_Requirement_
Give the lines below again exactly, starting with the line that holds "or status reason" and going on through the line that holds "pub mod execution;".
Entries supplied Block Start
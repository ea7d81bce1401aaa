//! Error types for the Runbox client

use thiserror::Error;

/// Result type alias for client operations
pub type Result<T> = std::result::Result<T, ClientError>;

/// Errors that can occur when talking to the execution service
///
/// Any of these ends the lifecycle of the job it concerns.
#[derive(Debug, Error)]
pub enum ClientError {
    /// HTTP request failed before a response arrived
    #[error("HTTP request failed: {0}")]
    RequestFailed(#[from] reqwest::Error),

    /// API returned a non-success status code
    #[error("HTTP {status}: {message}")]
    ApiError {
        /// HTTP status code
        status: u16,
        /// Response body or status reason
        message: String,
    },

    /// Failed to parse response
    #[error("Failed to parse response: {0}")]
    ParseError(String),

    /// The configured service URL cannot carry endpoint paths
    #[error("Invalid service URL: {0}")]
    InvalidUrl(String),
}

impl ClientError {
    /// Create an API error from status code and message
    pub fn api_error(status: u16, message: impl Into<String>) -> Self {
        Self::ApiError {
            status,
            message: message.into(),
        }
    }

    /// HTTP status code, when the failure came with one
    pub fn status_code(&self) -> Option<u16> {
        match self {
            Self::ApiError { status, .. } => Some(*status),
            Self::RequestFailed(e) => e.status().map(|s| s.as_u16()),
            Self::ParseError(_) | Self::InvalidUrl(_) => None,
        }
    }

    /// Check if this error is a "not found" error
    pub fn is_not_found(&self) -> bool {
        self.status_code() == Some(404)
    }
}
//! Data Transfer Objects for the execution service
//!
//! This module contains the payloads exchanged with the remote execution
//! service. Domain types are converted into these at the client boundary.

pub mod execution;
Entries supplied Block End
Entries supplied Block Start
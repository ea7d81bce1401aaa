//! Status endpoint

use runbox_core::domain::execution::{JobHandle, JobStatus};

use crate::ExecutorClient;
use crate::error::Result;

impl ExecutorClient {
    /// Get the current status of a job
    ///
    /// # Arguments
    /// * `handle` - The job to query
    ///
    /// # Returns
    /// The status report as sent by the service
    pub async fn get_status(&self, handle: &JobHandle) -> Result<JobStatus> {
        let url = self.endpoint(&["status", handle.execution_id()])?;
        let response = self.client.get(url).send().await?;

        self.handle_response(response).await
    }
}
Entries supplied Block End
_Output for this task_
        /// Response body or status reason
        message: String,
    },

    /// Failed to parse response
    #[error("Failed to parse response: {0}")]
    ParseError(String),

    /// The configured service URL cannot carry endpoint paths
    #[error("Invalid service URL: {0}")]
    InvalidUrl(String),
}

impl ClientError {
    /// Create an API error from status code and message
    pub fn api_error(status: u16, message: impl Into<String>) -> Self {
        Self::ApiError {
            status,
            message: message.into(),
        }
    }

    /// HTTP status code, when the failure came with one
    pub fn status_code(&self) -> Option<u16> {
        match self {
            Self::ApiError { status, .. } => Some(*status),
            Self::RequestFailed(e) => e.status().map(|s| s.as_u16()),
            Self::ParseError(_) | Self::InvalidUrl(_) => None,
        }
    }

    /// Check if this error is a "not found" error
    pub fn is_not_found(&self) -> bool {
        self.status_code() == Some(404)
    }
}
//! Data Transfer Objects for the execution service
//!
//! This module contains the payloads exchanged with the remote execution
//! service. Domain types are converted into these at the client boundary.

pub mod execution;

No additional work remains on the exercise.